A GitHub App built with Probot that enforces Conventional Commits on pull request titles. When a PR is opened, updated, or its title is edited, the bot checks the PR title and posts a detailed comment with any violations. Designed for a squash-merge workflow where the PR title becomes the final commit message.
- Listens for
pull_request.opened,pull_request.synchronize, andpull_request.editedevents - Lints the PR title against the Conventional Commits spec
- Creates a Check Run (pass/fail badge) on the PR
- Posts (or updates) a comment — guides developers to fix the title and use Squash and merge
All good:
✅ PR title follows conventional commit format
💡 Remember: Use Squash and merge when merging this PR so the PR title becomes the commit message.
Violations found:
❌ PR Title Does Not Follow Conventional Commits
Current title: added some stuff
- type-enum: type must be one of [feat, fix, chore, ...]
💡 Tip: Update the PR title above, and this check will re-run automatically. Use Squash and merge to keep a clean commit history.
- Node.js >= 20
- A registered GitHub App
npm installCopy the example and fill in your GitHub App credentials:
cp .env.example .env| Variable | Description |
|---|---|
APP_ID |
Your GitHub App's ID |
PRIVATE_KEY |
Full contents of the .pem private key (or use PRIVATE_KEY_PATH for local dev) |
WEBHOOK_SECRET |
The webhook secret you set when creating the app |
HOST |
Set to 0.0.0.0 on Railway/cloud platforms |
LOG_LEVEL |
Logging verbosity (debug, info, warn, error) |
PORT |
Server port (default: 3000) |
| Permission | Access | Why |
|---|---|---|
| Checks | Read & Write | Create pass/fail check runs on PRs |
| Pull Requests | Read & Write | Post and update comments |
| Contents | Read | Read commit messages |
| Metadata | Read | Required for all GitHub Apps |
Subscribe to the Pull Request event (including opened, synchronize, and edited actions).

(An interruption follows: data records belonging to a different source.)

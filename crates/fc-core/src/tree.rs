//! Tree builder: scene snapshot → `VisibleTree`.
//!
//! Walks the selected roots in pre-order, skipping invisible nodes, and
//! records an inferred semantic tag plus structural hints for every visited
//! node. Oversized selections get a depth cap so downstream stages see a
//! bounded prefix of the tree instead of the whole document.

use crate::id::NodeId;
use crate::model::{
    AutoLayout, ComponentInfo, PropertyKind, PropertyValue, Rect, SceneGraph, SceneNode, NodeType,
};
use crate::options::DepthPolicy;
use serde::Serialize;
use std::collections::{BTreeMap, HashMap, HashSet};

/// Hint keys attached to `VisibleNode::data_hint`.
pub const HINT_COMPONENT: &str = "component";
pub const HINT_AUTO_LAYOUT: &str = "auto-layout";
pub const HINT_VARIABLE_MODES: &str = "variable-modes";

/// Inferred output element.
#[derive(Debug, Clone, Copy, PartialEq, Eq, Hash, Serialize)]
#[serde(rename_all = "lowercase")]
pub enum Tag {
    Div,
    Span,
    P,
    Img,
    Svg,
}

impl Tag {
    pub fn as_str(self) -> &'static str {
        match self {
            Tag::Div => "div",
            Tag::Span => "span",
            Tag::P => "p",
            Tag::Img => "img",
            Tag::Svg => "svg",
        }
    }
}

/// Which kind of exported asset a node stands for.
#[derive(Debug, Clone, Copy, PartialEq, Eq, Hash, Serialize)]
#[serde(rename_all = "lowercase")]
pub enum AssetKind {
    Vector,
    Image,
}

#[derive(Debug, Clone, Serialize)]
pub struct VisibleNode {
    pub id: NodeId,
    #[serde(rename = "type")]
    pub node_type: NodeType,
    pub tag: Tag,
    pub name: String,
    pub visible: bool,
    pub depth: usize,
    /// Position among visible siblings.
    pub index: usize,
    pub bounds: Rect,
    pub render_bounds: Option<Rect>,
    pub children: Vec<NodeId>,
    pub data_hint: Option<BTreeMap<String, String>>,
    pub auto_layout: Option<AutoLayout>,
    pub asset_kind: Option<AssetKind>,
}

impl VisibleNode {
    pub fn hint(&self, key: &str) -> Option<&str> {
        self.data_hint.as_ref()?.get(key).map(String::as_str)
    }
}

#[derive(Debug, Clone, Default, Serialize)]
pub struct TreeStats {
    pub total_nodes: usize,
    pub max_depth: usize,
    pub depth_limit: Option<usize>,
    pub capped: bool,
    pub capped_node_ids: Vec<NodeId>,
}

/// Flattened, order-stable view of the visible part of a selection.
#[derive(Debug, Clone, Default, Serialize)]
pub struct VisibleTree {
    pub root_ids: Vec<NodeId>,
    /// Pre-order traversal of every kept node.
    pub order: Vec<NodeId>,
    pub nodes: HashMap<NodeId, VisibleNode>,
    pub stats: TreeStats,
}

impl VisibleTree {
    pub fn get(&self, id: NodeId) -> Option<&VisibleNode> {
        self.nodes.get(&id)
    }

    /// Parent of `id` inside the tree, if any.
    pub fn parent_of(&self, id: NodeId) -> Option<NodeId> {
        self.order
            .iter()
            .copied()
            .find(|p| self.nodes.get(p).is_some_and(|n| n.children.contains(&id)))
    }

    /// Every kept descendant of `id` in pre-order (excluding `id`).
    pub fn descendants(&self, id: NodeId) -> Vec<NodeId> {
        let mut out = Vec::new();
        let mut stack: Vec<NodeId> = match self.nodes.get(&id) {
            Some(node) => node.children.iter().rev().copied().collect(),
            None => return out,
        };
        while let Some(next) = stack.pop() {
            out.push(next);
            if let Some(node) = self.nodes.get(&next) {
                stack.extend(node.children.iter().rev().copied());
            }
        }
        out
    }
}

// ─── Builder ──────────────────────────────────────────────────────────────

/// Build the visible tree for `roots`. Never fails: missing or invisible
/// roots are skipped and oversized trees come back capped.
pub fn build_visible_tree(scene: &SceneGraph, roots: &[NodeId], policy: DepthPolicy) -> VisibleTree {
    let mut seen = HashSet::new();
    let root_ids: Vec<NodeId> = roots
        .iter()
        .copied()
        .filter(|id| seen.insert(*id))
        .filter(|id| scene.get_by_id(*id).is_some_and(|n| n.visible))
        .collect();

    let histogram = depth_histogram(scene, &root_ids);
    let depth_limit = choose_depth_limit(&histogram, policy);
    if let Some(limit) = depth_limit {
        log::debug!(
            "tree: {} visible nodes exceed {}, capping at depth {limit}",
            histogram.iter().sum::<usize>(),
            policy.cap_threshold
        );
    }

    let mut tree = VisibleTree {
        root_ids: root_ids.clone(),
        ..Default::default()
    };
    tree.stats.depth_limit = depth_limit;

    // Explicit stack: (id, depth, sibling index).
    let mut stack: Vec<(NodeId, usize, usize)> = root_ids
        .iter()
        .enumerate()
        .rev()
        .map(|(i, id)| (*id, 0, i))
        .collect();

    while let Some((id, depth, index)) = stack.pop() {
        let Some(node) = scene.get_by_id(id) else {
            continue;
        };
        let visible_children = visible_child_ids(scene, id);
        let capped = depth_limit.is_some_and(|limit| depth >= limit) && !visible_children.is_empty();

        let children = if capped {
            tree.stats.capped_node_ids.push(id);
            Vec::new()
        } else {
            visible_children
        };

        for (i, child) in children.iter().enumerate().rev() {
            stack.push((*child, depth + 1, i));
        }

        tree.stats.max_depth = tree.stats.max_depth.max(depth);
        tree.order.push(id);
        tree.nodes
            .insert(id, visible_node(node, depth, index, children, scene));
    }

    tree.stats.total_nodes = tree.order.len();
    tree.stats.capped = !tree.stats.capped_node_ids.is_empty();
    tree
}

fn visible_child_ids(scene: &SceneGraph, id: NodeId) -> Vec<NodeId> {
    scene
        .child_ids(id)
        .into_iter()
        .filter(|c| scene.get_by_id(*c).is_some_and(|n| n.visible))
        .collect()
}

/// Count visible nodes per depth across all roots.
fn depth_histogram(scene: &SceneGraph, roots: &[NodeId]) -> Vec<usize> {
    let mut histogram: Vec<usize> = Vec::new();
    let mut stack: Vec<(NodeId, usize)> = roots.iter().map(|id| (*id, 0)).collect();
    while let Some((id, depth)) = stack.pop() {
        if histogram.len() <= depth {
            histogram.resize(depth + 1, 0);
        }
        histogram[depth] += 1;
        for child in visible_child_ids(scene, id) {
            stack.push((child, depth + 1));
        }
    }
    histogram
}

/// Deepest level whose cumulative node count stays within the target budget.
/// `None` when the whole tree fits under the cap threshold.
pub fn choose_depth_limit(histogram: &[usize], policy: DepthPolicy) -> Option<usize> {
    let total: usize = histogram.iter().sum();
    if total <= policy.cap_threshold {
        return None;
    }
    let mut cumulative = 0;
    let mut limit = 0;
    for (depth, count) in histogram.iter().enumerate() {
        cumulative += count;
        if cumulative > policy.target_budget {
            break;
        }
        limit = depth;
    }
    Some(limit)
}

fn visible_node(
    node: &SceneNode,
    depth: usize,
    index: usize,
    children: Vec<NodeId>,
    scene: &SceneGraph,
) -> VisibleNode {
    let (tag, asset_kind) = infer_tag(node);
    let has_children = !scene.child_ids(node.id).is_empty();
    VisibleNode {
        id: node.id,
        node_type: node.node_type,
        tag,
        name: node.name.clone(),
        visible: node.visible,
        depth,
        index,
        bounds: node.bounds.rounded(3),
        render_bounds: node.render_bounds.map(|r| r.rounded(3)),
        children,
        data_hint: compute_hints(node, has_children),
        auto_layout: node.layout.or(node.inferred_layout),
        asset_kind,
    }
}

// ─── Tag inference ────────────────────────────────────────────────────────

/// Infer the output tag from node type plus content signals.
pub fn infer_tag(node: &SceneNode) -> (Tag, Option<AssetKind>) {
    if node.has_visible_image_fill() {
        return (Tag::Img, Some(AssetKind::Image));
    }
    match node.node_type {
        NodeType::Text => {
            let has_text = node
                .text
                .as_ref()
                .is_some_and(|t| t.segments.iter().any(|s| !s.characters.is_empty()));
            if has_text {
                (Tag::P, None)
            } else {
                (Tag::Span, None)
            }
        }
        t if t.is_vector_geometry() => (Tag::Svg, Some(AssetKind::Vector)),
        _ => (Tag::Div, None),
    }
}

// ─── Hints ────────────────────────────────────────────────────────────────

fn compute_hints(node: &SceneNode, has_children: bool) -> Option<BTreeMap<String, String>> {
    let mut hints = BTreeMap::new();

    if let Some(info) = &node.component {
        hints.insert(HINT_COMPONENT.to_string(), component_identity(info));
    }

    if node.node_type.is_container() && has_children {
        match (node.layout, node.inferred_layout) {
            (Some(_), _) => {}
            (None, Some(_)) => {
                hints.insert(HINT_AUTO_LAYOUT.to_string(), "inferred".to_string());
            }
            (None, None) => {
                hints.insert(HINT_AUTO_LAYOUT.to_string(), "none".to_string());
            }
        }
    }

    if !node.variable_modes.is_empty() {
        let modes: Vec<String> = node
            .variable_modes
            .iter()
            .map(|(collection, mode)| format!("{collection}={mode}"))
            .collect();
        hints.insert(HINT_VARIABLE_MODES.to_string(), modes.join(", "));
    }

    if hints.is_empty() { None } else { Some(hints) }
}

/// Human-readable identity: `Button [Size=Large] [Disabled=off]`.
///
/// Instance-swap properties are omitted; host `#id` suffixes on property
/// names are stripped.
pub fn component_identity(info: &ComponentInfo) -> String {
    let base = info.set_name.as_deref().unwrap_or(&info.name);
    let props: Vec<String> = info
        .properties
        .iter()
        .filter_map(|prop| {
            let name = prop.name.split('#').next().unwrap_or(&prop.name).trim();
            let value = match (prop.kind, &prop.value) {
                (PropertyKind::InstanceSwap, _) => return None,
                (_, PropertyValue::Bool(true)) => "on".to_string(),
                (_, PropertyValue::Bool(false)) => "off".to_string(),
                (_, PropertyValue::Text(text)) => text.clone(),
            };
            Some(format!("[{name}={value}]"))
        })
        .collect();

    if props.is_empty() {
        base.to_string()
    } else {
        format!("{base} {}", props.join(" "))
    }
}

For the best workflow, enforce squash merging on repos where the bot is installed:
Settings → General → Pull Requests — keep only "Allow squash merging" checked. This ensures the PR title always becomes the final commit message.
# Build TypeScript
npm run build
# Run in development
npm run dev
# Run tests
npm test
# Type-check without emitting
npm run lint- Push this repo to GitHub
- Connect your repo on Railway, Render, or Fly.io
- Set the environment variables (
APP_ID,PRIVATE_KEY,WEBHOOK_SECRET,HOST=0.0.0.0) - Update your GitHub App's webhook URL to
https://your-app-url/api/github/webhooks - Install the app on your repos
- In each repo, enable only squash merging (Settings → Pull Requests)

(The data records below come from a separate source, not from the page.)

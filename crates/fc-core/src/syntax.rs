//! Small `winnow` parsers for the textual bits the pipeline inspects:
//! token expressions (`var(--name, fallback)`), px literals inside style
//! values, and the opening tag of exported SVG markup.

use winnow::ascii::{space0, space1};
use winnow::combinator::{opt, preceded};
use winnow::error::{ContextError, ErrMode};
use winnow::prelude::*;
use winnow::token::{one_of, take_till, take_while};

// ─── Token expressions ──────────────────────────────────────────────────

/// A recognized token reference.
#[derive(Debug, Clone, Copy, PartialEq, Eq)]
pub struct TokenExpr<'a> {
    pub name: &'a str,
    pub fallback: Option<&'a str>,
}

fn is_ident_start(c: char) -> bool {
    c.is_ascii_alphabetic() || c == '_' || c == '-'
}

/// Characters that may continue an identifier-like token.
pub fn is_ident_char(c: char) -> bool {
    c.is_ascii_alphanumeric() || c == '_' || c == '-'
}

fn parse_identifier<'a>(input: &mut &'a str) -> ModalResult<&'a str> {
    (
        one_of(is_ident_start),
        take_while(0.., |c: char| is_ident_char(c) || c == '.'),
    )
        .take()
        .parse_next(input)
}

/// Consume up to (not including) the `)` that balances an already-open paren.
fn parse_balanced<'a>(input: &mut &'a str) -> ModalResult<&'a str> {
    let mut depth = 0usize;
    for (i, c) in input.char_indices() {
        match c {
            '(' => depth += 1,
            ')' if depth == 0 => {
                let (taken, rest) = input.split_at(i);
                *input = rest;
                return Ok(taken);
            }
            ')' => depth -= 1,
            _ => {}
        }
    }
    Err(ErrMode::Backtrack(ContextError::new()))
}

/// `var(--name)` or `var(--name, fallback)`.
fn parse_var_expression<'a>(input: &mut &'a str) -> ModalResult<TokenExpr<'a>> {
    let _ = "var(".parse_next(input)?;
    let _ = space0.parse_next(input)?;
    let name = preceded("--", parse_identifier).parse_next(input)?;
    let _ = space0.parse_next(input)?;
    let fallback = opt(preceded((',', space0), parse_balanced)).parse_next(input)?;
    let _ = ')'.parse_next(input)?;
    Ok(TokenExpr {
        name,
        fallback: fallback.map(str::trim).filter(|f| !f.is_empty()),
    })
}

/// `--name`, `$name`, `@name` or a bare identifier.
fn parse_sigil_expression<'a>(input: &mut &'a str) -> ModalResult<TokenExpr<'a>> {
    let _ = opt(winnow::combinator::alt(("--", "$", "@"))).parse_next(input)?;
    let name = parse_identifier.parse_next(input)?;
    Ok(TokenExpr {
        name,
        fallback: None,
    })
}

/// Parse a whole string as a token expression. Returns `None` unless the
/// entire (trimmed) input is consumed.
pub fn parse_token_expression(input: &str) -> Option<TokenExpr<'_>> {
    let mut rest = input.trim();
    let expr = if rest.starts_with("var(") {
        parse_var_expression.parse_next(&mut rest).ok()?
    } else {
        parse_sigil_expression.parse_next(&mut rest).ok()?
    };
    if rest.is_empty() { Some(expr) } else { None }
}

fn parse_var_opening(input: &mut &str) -> ModalResult<()> {
    let _ = "var(".parse_next(input)?;
    let _ = space0.parse_next(input)?;
    let _ = "--".parse_next(input)?;
    Ok(())
}

/// If `input` starts with `var(--ident`, return the identifier and the byte
/// offset at which it starts.
pub fn var_reference_prefix(input: &str) -> Option<(&str, usize)> {
    let mut rest = input;
    parse_var_opening.parse_next(&mut rest).ok()?;
    let offset = input.len() - rest.len();
    let name = parse_identifier.parse_next(&mut rest).ok()?;
    Some((name, offset))
}

// ─── Px literals ────────────────────────────────────────────────────────

fn parse_number<'a>(input: &mut &'a str) -> ModalResult<&'a str> {
    (
        opt('-'),
        take_while(1.., |c: char| c.is_ascii_digit()),
        opt(('.', take_while(1.., |c: char| c.is_ascii_digit()))),
    )
        .take()
        .parse_next(input)
}

fn parse_px_literal<'a>(input: &mut &'a str) -> ModalResult<&'a str> {
    (parse_number, "px").take().parse_next(input)
}

/// Numeric value of a `12px` / `-0.5px` literal.
pub fn parse_px(literal: &str) -> Option<f32> {
    literal.strip_suffix("px")?.parse().ok()
}

/// All px literals in a style value, with their byte ranges.
pub fn px_literals(value: &str) -> Vec<(usize, usize)> {
    let mut found = Vec::new();
    let mut offset = 0;
    while offset < value.len() {
        let prev = value[..offset].chars().next_back();
        let at_boundary = prev.is_none_or(|c| !is_ident_char(c) && c != '.');
        let mut rest = &value[offset..];
        if at_boundary && let Ok(literal) = parse_px_literal.parse_next(&mut rest) {
            let after_ok = rest.chars().next().is_none_or(|c| !is_ident_char(c));
            if after_ok {
                found.push((offset, offset + literal.len()));
                offset += literal.len();
                continue;
            }
        }
        offset += value[offset..].chars().next().map_or(1, char::len_utf8);
    }
    found
}

// ─── SVG root tag ───────────────────────────────────────────────────────

/// The opening `<svg ...>` tag of a markup string.
#[derive(Debug, Clone, PartialEq)]
pub struct SvgRoot {
    /// Byte range of the whole opening tag, including `<` and `>`.
    pub start: usize,
    pub end: usize,
    pub attrs: Vec<(String, String)>,
    pub self_closing: bool,
}

impl SvgRoot {
    pub fn attr(&self, name: &str) -> Option<&str> {
        self.attrs
            .iter()
            .find(|(k, _)| k == name)
            .map(|(_, v)| v.as_str())
    }
}

fn parse_attr_name<'a>(input: &mut &'a str) -> ModalResult<&'a str> {
    take_while(1.., |c: char| c.is_ascii_alphanumeric() || matches!(c, '-' | '_' | ':'))
        .parse_next(input)
}

fn parse_attr_value<'a>(input: &mut &'a str) -> ModalResult<&'a str> {
    if input.starts_with('"') {
        winnow::combinator::delimited('"', take_till(0.., '"'), '"').parse_next(input)
    } else {
        winnow::combinator::delimited('\'', take_till(0.., '\''), '\'').parse_next(input)
    }
}

fn parse_svg_open_tag(input: &mut &str) -> ModalResult<(Vec<(String, String)>, bool)> {
    let _ = "<svg".parse_next(input)?;
    let mut attrs = Vec::new();
    loop {
        *input = input.trim_start();
        if input.starts_with("/>") {
            let _ = "/>".parse_next(input)?;
            return Ok((attrs, true));
        }
        if input.starts_with('>') {
            let _ = '>'.parse_next(input)?;
            return Ok((attrs, false));
        }
        let name = parse_attr_name.parse_next(input)?;
        let _ = space0.parse_next(input)?;
        let value = if input.starts_with('=') {
            let _ = '='.parse_next(input)?;
            let _ = space0.parse_next(input)?;
            parse_attr_value.parse_next(input)?
        } else {
            ""
        };
        attrs.push((name.to_string(), value.to_string()));
    }
}

/// Locate and parse the first `<svg ...>` opening tag.
pub fn parse_svg_root(markup: &str) -> Option<SvgRoot> {
    let start = find_svg_tag(markup)?;
    let mut rest = &markup[start..];
    let (attrs, self_closing) = parse_svg_open_tag.parse_next(&mut rest).ok()?;
    let end = markup.len() - rest.len();
    Some(SvgRoot {
        start,
        end,
        attrs,
        self_closing,
    })
}

fn find_svg_tag(markup: &str) -> Option<usize> {
    let mut from = 0;
    while let Some(pos) = markup[from..].find("<svg") {
        let at = from + pos;
        let mut after = &markup[at + 4..];
        let boundary = after.starts_with('>')
            || after.starts_with("/>")
            || space1::<_, ContextError>.parse_next(&mut after).is_ok();
        if boundary {
            return Some(at);
        }
        from = at + 4;
    }
    None
}

#[cfg(test)]
mod tests {
    use super::*;
    use pretty_assertions::assert_eq;

    #[test]
    fn token_expressions() {
        assert_eq!(
            parse_token_expression("var(--color-primary)"),
            Some(TokenExpr {
                name: "color-primary",
                fallback: None
            })
        );
        assert_eq!(
            parse_token_expression("var(--gap, var(--space-2, 8px))"),
            Some(TokenExpr {
                name: "gap",
                fallback: Some("var(--space-2, 8px)")
            })
        );
        assert_eq!(parse_token_expression("$brand.primary").unwrap().name, "brand.primary");
        assert_eq!(parse_token_expression("  surface_bg ").unwrap().name, "surface_bg");
        assert_eq!(parse_token_expression("Colors/Primary 500"), None);
        assert_eq!(parse_token_expression("var(--x) + 2"), None);
        assert_eq!(parse_token_expression(""), None);
    }

    #[test]
    fn var_prefix_reports_identifier_offset() {
        assert_eq!(var_reference_prefix("var(--a-b, 2px)"), Some(("a-b", 6)));
        assert_eq!(var_reference_prefix("var( --x)"), Some(("x", 7)));
        assert_eq!(var_reference_prefix("vars(--x)"), None);
    }

    #[test]
    fn finds_px_literals_on_boundaries() {
        let value = "0 4px -2.5px calc(100% - 12px) a1px";
        let found: Vec<&str> = px_literals(value)
            .into_iter()
            .map(|(s, e)| &value[s..e])
            .collect();
        assert_eq!(found, vec!["4px", "-2.5px", "12px"]);
        assert_eq!(parse_px("-2.5px"), Some(-2.5));
    }

    #[test]
    fn parses_svg_root_tag() {
        let markup = r#"<?xml version="1.0"?><svg width="24" height='16' fill="none" xmlns="http://www.w3.org/2000/svg"><path d="M0 0"/></svg>"#;
        let root = parse_svg_root(markup).unwrap();
        assert_eq!(root.attr("width"), Some("24"));
        assert_eq!(root.attr("height"), Some("16"));
        assert_eq!(root.attr("viewBox"), None);
        assert!(!root.self_closing);
        assert_eq!(&markup[root.start..root.start + 4], "<svg");
        assert!(markup[..root.end].ends_with('>'));
    }
}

docker build -t lint-pr-title .
docker run -p 3000:3000 \
-e APP_ID=your-app-id \
-e PRIVATE_KEY="$(cat your-key.pem)" \
-e WEBHOOK_SECRET=your-secret \
lint-pr-titleFor organizations with existing K8s infrastructure:
helm install lint-pr-title ./helm/commitlint-bot \
--set github.appId=your-app-id \
--set github.privateKey="$(cat your-key.pem)" \
--set github.webhookSecret=your-secretThe Helm chart includes auto-scaling (2–10 replicas), health probes, TLS ingress, and resource limits.
src/
index.ts # Entry point — registers event listeners
handlers/
pull-request.ts # Orchestrates: lint PR title → report
services/
commit-linter.ts # Loads rules and lints the PR title
utils/
format.ts # Formats the GitHub comment and check output (includes squash merge guidance)

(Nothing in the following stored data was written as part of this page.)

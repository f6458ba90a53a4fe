//! Vendor report envelope shared by every configuration command.
//!
//! All reports are 17 bytes:
//!
//! ```text
//! [0]     report ID (0x08)
//! [1]     operation: 0x07 write register, 0x08 read register, 0x04 battery
//! [4]     register address
//! [5]     payload length
//! [6..16] payload, every value byte followed by (0x55 - value)
//! [16]    0x55 - (sum of bytes 0..16)
//! ```
//!
//! All checksum arithmetic wraps at 8 bits.

use crate::error::{Error, Result};

/// Length of every vendor report, including the report ID.
pub const REPORT_LEN: usize = 17;

/// A complete vendor report ready to be written.
pub type Report = [u8; REPORT_LEN];

/// Report ID used for all vendor reports.
pub const REPORT_ID: u8 = 0x08;

/// Operation bytes (byte 1).
pub mod ops {
    /// Write a configuration register.
    pub const WRITE: u8 = 0x07;
    /// Read a configuration register.
    pub const READ: u8 = 0x08;
    /// Query battery status.
    pub const BATTERY: u8 = 0x04;
}

/// Base value all checksums are subtracted from.
pub const CHECKSUM_BASE: u8 = 0x55;

/// Checksum byte paired with `value`.
pub fn checksum(value: u8) -> u8 {
    CHECKSUM_BASE.wrapping_sub(value)
}

/// Checksum byte covering several value bytes.
pub fn checksum_of(values: &[u8]) -> u8 {
    CHECKSUM_BASE.wrapping_sub(values.iter().fold(0u8, |acc, b| acc.wrapping_add(*b)))
}

fn seal(mut report: Report) -> Report {
    report[REPORT_LEN - 1] = checksum_of(&report[..REPORT_LEN - 1]);
    report
}

/// Build a register write: `len` payload bytes at `address`.
pub fn write_register(address: u8, len: u8, payload: [u8; 10]) -> Report {
    let mut report = [0u8; REPORT_LEN];
    report[0] = REPORT_ID;
    report[1] = ops::WRITE;
    report[4] = address;
    report[5] = len;
    report[6..16].copy_from_slice(&payload);
    seal(report)
}

/// Build a register read request for `len` bytes at `address`.
pub fn read_register(address: u8, len: u8) -> Report {
    let mut report = [0u8; REPORT_LEN];
    report[0] = REPORT_ID;
    report[1] = ops::READ;
    report[4] = address;
    report[5] = len;
    seal(report)
}

/// Build a query whose only non-zero bytes are the ID, the operation and
/// the trailer.
pub fn query_report(op: u8) -> Report {
    let mut report = [0u8; REPORT_LEN];
    report[0] = REPORT_ID;
    report[1] = op;
    seal(report)
}

/// Check that `data` is a full response to operation `op`.
pub fn check_response(data: &[u8], op: u8) -> Result<()> {
    if data.len() < REPORT_LEN {
        return Err(Error::InvalidReport(format!(
            "response too short: {} bytes",
            data.len()
        )));
    }
    if data[0] != REPORT_ID || data[1] != op {
        return Err(Error::InvalidReport(format!(
            "unexpected response header {:02X?} (expected [{:02X}, {:02X}])",
            &data[..2],
            REPORT_ID,
            op
        )));
    }
    Ok(())
}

tests/ # Vitest test suite
helm/ # Kubernetes Helm chart
commitlint.config.js # Conventional commit rules configuration
Dockerfile # Multi-stage production build
app.yml # GitHub App manifest
An interactive HTML course is included that explains how the entire codebase works — from webhooks to deployment. It's designed for people who want to understand the code without a traditional CS background.
cd commitlint-bot-course
open index.html # macOS
xdg-open index.html # Linux
start index.html # WindowsOr simply open commitlint-bot-course/index.html in any browser. No server or build step required — it's a self-contained HTML file with all CSS and JS included.
| Module | Topic |
|---|---|
| 1 | What This Bot Does — trace a PR event end-to-end |
| 2 | Meet the Cast — the 4 source files and their roles |
| 3 | The Webhook Pipeline — animated data flow and component chat |
| 4 | The Rulebook — how the linting engine and config work |
| 5 | Ship It — Docker, Helm, and production security |
| 6 | How to Deploy — step-by-step from zero to running on GitHub |
Features: scroll animations, glossary tooltips on every technical term, code ↔ plain English translations, group chat animations between components, data flow visualizations, and 18 interactive quiz questions.